The upregulation of genes encoding transporters and drug efflux pumps have been suggested as a mechanism behind multidrug resistance in parasitic worms [30,31,32]. Focus has so far been mainly on certain ABC-transporters genes, but in agreement with Janssen et al. [34], we did not observe any changes in gene expression of pgp-11 and pgp-16 after drug exposure. On the other hand, we found that transcripts of the transportation superfamilies MFS and SCS were differentially expressed after exposure to anthelmintic drugs. These are large superfamilies of membrane proteins present in both prokaryotes and eukaryotes, transporting endogenous substances and drugs across cell membranes [64, 65]. The role of MFS proteins in drug resistance in parasitic helminths has so far not been investigated. However, their involvement in resistance to specific drugs, as well as multidrug resistance in bacteria and yeast, are well studied [64], indicating that these could be interesting candidates to investigate further in regards to anthelmintic resistance.

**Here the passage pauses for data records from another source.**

/*!
# Result Stream

[`Matches`] is the lazy, single-pass sequence of outcomes of one evaluation.
Each item is either a [`JSONPointer`] to a matched value or the
[`EvalError`] that ended a branch. Items come out depth-first, left to right
in segment order, and in ascending index order across an array fan-out.

Nothing runs ahead of the consumer: every call to `next` does just enough
work to produce one item. Pending work lives on an explicit stack whose size
follows the depth of the walk, not the width of a fan-out; an array range is
kept as a single frame and expanded one element per pull.

A consumer that stops early simply drops the stream, or calls
[`Matches::cancel`] to discard the pending work while keeping the handle.

```
use jpath::path::{fetch, PathExpression};
use serde_json::json;

let ids: Vec<u32> = (0..10_000).collect();
let doc = json!({ "ids": ids });
let path = PathExpression::parse(".ids[*]");

let first: Vec<_> = fetch(&doc, &path).take(2).filter_map(Result::ok).collect();
assert_eq!(first.len(), 2);
assert_eq!(first[1].value, &json!(1));
```
*/
use serde_json::Value;
use std::{iter::FusedIterator, ops::Range};

use crate::path::eval::{Remaining, Step};
use crate::path::{EvalError, Evaluator, JSONPointer, PathType};

/// One item of a [`Matches`] stream.
pub type FetchResult<'a> = Result<JSONPointer<'a>, EvalError<'a>>;

/// Pending work of the walk.
#[derive(Debug)]
enum Frame<'a> {
    /// Evaluate `value` with `remaining` segments. `value` sits at `depth`
    /// steps from the root, the last of which is `step`.
    Visit {
        value: &'a Value,
        remaining: Remaining<'a>,
        depth: usize,
        step: Option<PathType<'a>>,
    },
    /// Elements of `items` still to be visited, each with `rest`. The array
    /// itself sits at `depth`.
    FanOut {
        items: &'a [Value],
        next: Range<usize>,
        rest: Remaining<'a>,
        depth: usize,
    },
}

/// Lazy stream of evaluation outcomes, see the [module docs](self).
#[derive(Debug)]
pub struct Matches<'a> {
    evaluator: Evaluator,
    stack: Vec<Frame<'a>>,
    /// Location of the value currently being evaluated.
    path: Vec<PathType<'a>>,
}

impl<'a> Matches<'a> {
    pub(crate) fn new(
        evaluator: Evaluator,
        root: &'a Value,
        remaining: Remaining<'a>,
    ) -> Self {
        Self {
            evaluator,
            stack: vec![Frame::Visit {
                value: root,
                remaining,
                depth: 0,
                step: None,
            }],
            path: Vec::new(),
        }
    }

    /// Abandons the evaluation. Pending branches are dropped and every
    /// further call to `next` returns `None`.
    pub fn cancel(&mut self) {
        log::trace!("cancelled with {} pending frame(s)", self.stack.len());
        self.stack.clear();
        self.path.clear();
    }

    /// Returns `true` once every branch has terminated (or the stream was
    /// cancelled).
    #[must_use]
    pub const fn is_finished(&self) -> bool {
        self.stack.is_empty()
    }

    /// Pops the next value to evaluate, moving `path` to its location.
    fn advance(&mut self) -> Option<(&'a Value, Remaining<'a>)> {
        loop {
            match self.stack.pop()? {
                Frame::Visit { value, remaining, depth, step } => {
                    self.path.truncate(depth);
                    self.path.extend(step);
                    return Some((value, remaining));
                }
                Frame::FanOut { items, mut next, rest, depth } => {
                    let Some(index) = next.next() else { continue };
                    if !next.is_empty() {
                        self.stack.push(Frame::FanOut {
                            items,
                            next,
                            rest,
                            depth,
                        });
                    }
                    let Some(value) = items.get(index) else { continue };
                    self.path.truncate(depth);
                    self.path.push(PathType::Index(index));
                    return Some((value, rest));
                }
            }
        }
    }
}

impl<'a> Iterator for Matches<'a> {
    type Item = FetchResult<'a>;

    fn next(&mut self) -> Option<Self::Item> {
        while let Some((value, remaining)) = self.advance() {
            match self.evaluator.step(value, remaining, &self.path) {
                Step::Emit(item) => return Some(item),
                Step::Descend { value, field, remaining } => {
                    self.stack.push(Frame::Visit {
                        value,
                        remaining,
                        depth: self.path.len(),
                        step: Some(PathType::Field(field)),
                    });
                }
                Step::FanOut { items, range, rest } => {
                    self.stack.push(Frame::FanOut {
                        items,
                        next: range,
                        rest,
                        depth: self.path.len(),
                    });
                }
            }
        }
        None
    }
}

impl FusedIterator for Matches<'_> {}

Among the ten most upregulated and downregulated genes after exposure to each of the three drugs, there were no previously described genes encoding xenobiotic enzymes or transporters. Even though the function of more than 50% of these genes is unknown, this list might contain novel candidates for drug metabolism and needs to be further investigated.

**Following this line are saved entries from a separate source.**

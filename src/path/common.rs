/*!
# Shared Types

Types describing where in a document a match was found.
*/
use serde_json::Value;
use std::fmt::Display;

/// A matched value together with its location in the document.
#[derive(PartialEq, Eq, Debug, Clone)]
pub struct JSONPointer<'a> {
    /// Keys and indices walked from the root, e.g. \["companies", 1, "name"\]
    pub path: Vec<PathType<'a>>,
    /// A reference to the value in the JSON document
    pub value: &'a Value,
}

impl JSONPointer<'_> {
    /// Renders the location as a path expression, e.g. `.companies[1].name`.
    /// Evaluating it against the same document selects the same value,
    /// unless a key on the way contains `.` or `[`, see [`format_location`].
    #[must_use]
    pub fn location(&self) -> String {
        format_location(&self.path)
    }
}

impl Display for JSONPointer<'_> {
    fn fmt(&self, f: &mut std::fmt::Formatter<'_>) -> std::fmt::Result {
        write!(f, "{}: {}", self.location(), self.value)
    }
}

/// One step taken while walking the document.
#[derive(Hash, PartialEq, Eq, Debug, Clone, Copy)]
pub enum PathType<'a> {
    /// Represents an index in an array, e.g., "foo\[3\]"
    Index(usize),
    /// Represents a field in an object, e.g., "foo.bar"
    Field(&'a str),
}

impl Display for PathType<'_> {
    fn fmt(&self, f: &mut std::fmt::Formatter<'_>) -> std::fmt::Result {
        match self {
            Self::Index(index) => write!(f, "[{index}]"),
            Self::Field(name) => write!(f, ".{name}"),
        }
    }
}

/// Renders a walked path in path expression syntax. The root is `""`.
///
/// An index directly following another index starts its own segment
/// (`.grid[1].[2]`) since a segment holds a single accessor.
///
/// Keys are written verbatim. The path syntax has no escapes, so a key
/// containing `.` or `[` (reachable through
/// [`PathBuilder::field`](crate::path::PathBuilder::field)) renders to a
/// string that parses back into different segments.
#[must_use]
pub fn format_location(path: &[PathType]) -> String {
    let mut location = String::new();
    let mut previous = None;
    for step in path {
        if let (Some(PathType::Index(_)), PathType::Index(_)) = (previous, step)
        {
            location.push('.');
        }
        location.push_str(&step.to_string());
        previous = Some(*step);
    }
    location
}

#[cfg(test)]
mod tests {
    use super::*;

    #[test]
    fn location_uses_path_syntax() {
        let value = Value::Null;
        let pointer = JSONPointer {
            path: vec![
                PathType::Field("companies"),
                PathType::Index(1),
                PathType::Field("name"),
            ],
            value: &value,
        };
        assert_eq!(pointer.location(), ".companies[1].name");
        assert_eq!(pointer.to_string(), ".companies[1].name: null");
    }

    #[test]
    fn root_location_is_empty() {
        assert_eq!(format_location(&[]), "");
        assert_eq!(format_location(&[PathType::Index(0)]), "[0]");
    }

    #[test]
    fn keys_are_written_verbatim() {
        let path = [PathType::Field("a.b"), PathType::Field("c[0]")];
        assert_eq!(format_location(&path), ".a.b.c[0]");
    }

    #[test]
    fn consecutive_indices_get_their_own_segment() {
        let path =
            [PathType::Field("grid"), PathType::Index(1), PathType::Index(2)];
        assert_eq!(format_location(&path), ".grid[1].[2]");
    }
}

In a recently published study, Scare et al. [33] studied the transcriptomes of adult P. univalens after in vitro exposure to ivermectin and oxibendazole. Genes identified as potentially involved in drug detoxification and regulatory mechanisms differed from our results with only one similarity between the two studies, a member of the CYP family. These varying results are most likely due to the differences in study design between the two experiments, such as different drug concentrations and drug exposure times and the use of different tissues for RNA extraction. Scare et al. [33] also allowed a 24 h acclimatization period for the worms in tissue culture media before drug exposure, whereas we started the drug exposure at 0 h. These two studies show that despite similar aims, experimental design can affect differential expression considerably and thus also highlight the potential for future studies to identify important genes involved in drug interactions not found in either study.

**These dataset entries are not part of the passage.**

/*!
# Accessor Resolver

Turns bracket text such as `[^2]` into an [`Accessor`] and resolves it
against the length of an array into half-open bounds.

| Text | Accessor | Bounds for length `len` |
|---|---|---|
| `[*]`, `[:]` | [`Accessor::All`] | `0..len` |
| `[a:b]` | [`Accessor::Range`] | `a..b` clamped to `len`, never checked |
| `[^n]` | [`Accessor::IndexFromEnd`] | `len-n..len-n+1`, checked |
| `[n]` | [`Accessor::Index`] | `n..n+1`, checked |

```rust
use jpath::path::{accessor, EvalError};

assert_eq!(accessor::resolve("[1:3]", 4), Ok(1..3));
assert_eq!(accessor::resolve("[^1]", 4), Ok(3..4));
assert!(matches!(
    accessor::resolve("[4]", 4),
    Err(EvalError::OutOfRange { length: 4, .. })
));
```
*/
use pest::Parser;
use pest_derive::Parser;
use std::ops::Range;

use crate::path::{EvalError, SelectorError};

/// Parser for the bracket selector grammar.
#[derive(Parser)]
#[grammar = "path/grammar/accessor.pest"]
pub struct AccessorParser;

/// A parsed bracket selector.
#[derive(Debug, Clone, Copy, PartialEq, Eq)]
pub enum Accessor {
    /// Every element, `[*]` or `[:]`
    All,
    /// A single element, `[n]`
    Index(i64),
    /// A single element counted back from the end, `[^n]`
    IndexFromEnd(i64),
    /// Elements in `[low, high)`, `[low:high]`
    Range(usize, usize),
}

impl Accessor {
    /// Parses bracket text, brackets included.
    ///
    /// # Errors
    ///
    /// Returns the [`SelectorError`] describing why the text is not a valid
    /// selector: either an integer token failed to parse or the text does not
    /// follow the grammar.
    pub fn parse(text: &str) -> Result<Self, SelectorError> {
        let mut pairs = AccessorParser::parse(Rule::accessor, text)
            .map_err(|e| SelectorError::Syntax(e.to_string()))?;

        let selector = pairs
            .next()
            .and_then(|accessor| accessor.into_inner().next())
            .ok_or_else(|| {
                SelectorError::Syntax("empty selector".to_string())
            })?;

        let accessor = match selector.as_rule() {
            Rule::wildcard => Self::All,
            Rule::index => Self::Index(parse_number(selector)?),
            Rule::from_end => Self::IndexFromEnd(parse_number(selector)?),
            Rule::range => {
                let mut bounds = selector.into_inner();
                let mut bound = || -> Result<usize, SelectorError> {
                    let pair = bounds.next().ok_or_else(|| {
                        SelectorError::Syntax("missing range bound".to_string())
                    })?;
                    Ok(pair.as_str().parse::<usize>()?)
                };
                let low = bound()?;
                let high = bound()?;
                Self::Range(low, high)
            }
            rule => {
                return Err(SelectorError::Syntax(format!(
                    "unexpected rule {rule:?}"
                )));
            }
        };

        Ok(accessor)
    }

    /// Resolves the accessor against an array of `length` elements.
    ///
    /// `selector` is the original bracket text, carried into errors.
    ///
    /// # Errors
    ///
    /// Returns [`EvalError::OutOfRange`] when a single index falls outside
    /// `[0, length)`. Ranges never fail: their bounds are clamped.
    pub fn bounds(
        self,
        selector: &str,
        length: usize,
    ) -> Result<Range<usize>, EvalError<'static>> {
        let single = |index: Option<i64>| {
            index
                .and_then(|i| usize::try_from(i).ok())
                .filter(|&i| i < length)
                .map(|i| i..i + 1)
                .ok_or_else(|| EvalError::OutOfRange {
                    selector: selector.to_string(),
                    length,
                })
        };

        match self {
            Self::All => Ok(0..length),
            Self::Index(i) => single(Some(i)),
            Self::IndexFromEnd(n) => single(
                i64::try_from(length).ok().and_then(|len| len.checked_sub(n)),
            ),
            Self::Range(low, high) => {
                let high = high.min(length);
                Ok(low.min(high)..high)
            }
        }
    }
}

/// Parses the single number token nested in `pair`.
fn parse_number(
    pair: pest::iterators::Pair<Rule>,
) -> Result<i64, SelectorError> {
    let number = pair
        .into_inner()
        .next()
        .ok_or_else(|| SelectorError::Syntax("missing number".to_string()))?;
    Ok(number.as_str().parse::<i64>()?)
}

/// Parses `selector` and resolves it against an array of `length` elements.
///
/// # Errors
///
/// Returns [`EvalError::ParseFailure`] for text that is not a selector and
/// [`EvalError::OutOfRange`] for a single index outside the array.
pub fn resolve(
    selector: &str,
    length: usize,
) -> Result<Range<usize>, EvalError<'static>> {
    Accessor::parse(selector)
        .map_err(|cause| EvalError::ParseFailure {
            selector: selector.to_string(),
            cause,
        })?
        .bounds(selector, length)
}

In our experiment, unexposed control worms (control 24 h−DMSO) were not visibly affected by incubation at 37 °C for 24  h. Even so, we observed a large number (n = 1061) of differentially expressed genes in these worms when compared to non-incubated worms (control 0 h). Among these genes were several candidates putatively involved in drug metabolism and efflux. This implies that although not visibly affected by the in vitro incubation, the worms become stressed from the change in environment and nutritional supply when removed from the host intestine to incubation in media. This is an important point to consider when performing in vitro experiments. Although we cannot be sure that the in vitro response to drug treatment reflects what would happen in a similar in vivo situation, it is a way to obtain more knowledge about the parasite response to drug exposure. Since whole live animal experiments in foals are both expensive and pose ethical dilemmas, further development of in vitro models is crucial for research in parasitic nematodes.

Conclusions

We have explored the changes in gene expression across the complete transcriptome of adult P. univalens in response to in vitro exposure of the anthelmintic drugs ivermectin, pyrantel citrate and thiabendazole. We found a 250-fold upregulation of a possible target of ivermectin, an orthologue to the GABA receptor subunit lgc-37, which is an interesting candidate gene to investigate further. Surprisingly, few other candidate genes found in other parasitic worms, such as P-gps, were differentially expressed in our experiment. However, our data revealed differential expression of several novel gene candidates belonging to the phase I superfamilies SDR and FMO, as well as transporters belonging to the MFS and SLC families. To our knowledge, this is the first time the expression of these genes has been described in P. univalens and future work should be focused on characterising these candidate genes further to explore their potential involvement in drug metabolism and anthelmintic resistance.